Message ID | 20200311173356.38181-4-petrm@mellanox.com |
---|---|
State | Changes Requested |
Delegated to: | David Miller |
Headers | show |
Series | RED: Introduce an ECN tail-dropping mode | expand |
On 3/11/20 10:33 AM, Petr Machata wrote: > When the RED Qdisc is currently configured to enable ECN, the RED algorithm > is used to decide whether a certain SKB should be marked. If that SKB is > not ECN-capable, it is early-dropped. > > It is also possible to keep all traffic in the queue, and just mark the > ECN-capable subset of it, as appropriate under the RED algorithm.
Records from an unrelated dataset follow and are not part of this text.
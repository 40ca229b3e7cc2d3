//! FairTrack Core - Domain models, configuration, and ports
//!
//! This crate contains the location-gating domain model and the port a platform
//! geolocation adapter must implement.

pub mod config;
pub mod error;
pub mod models;
pub mod ports;

pub use error::{FairtrackError, Result};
Some > switches support this mode, and some installations make use of it. > > To that end, add a new RED flag, TC_RED_TAILDROP. When the Qdisc is > configured with this flag, non-ECT traffic is enqueued (and tail-dropped > when the queue size is exhausted) instead of being early-dropped. > I find the naming of the feature very confusing. When enabling this new feature, we no longer drop packets that could not be CE marked. Tail drop is already in the packet scheduler, you want to disable it. How this feature has been named elsewhere ??? (you mentioned in your cover letter : "Some switches support this mode, and some installations make use of it.")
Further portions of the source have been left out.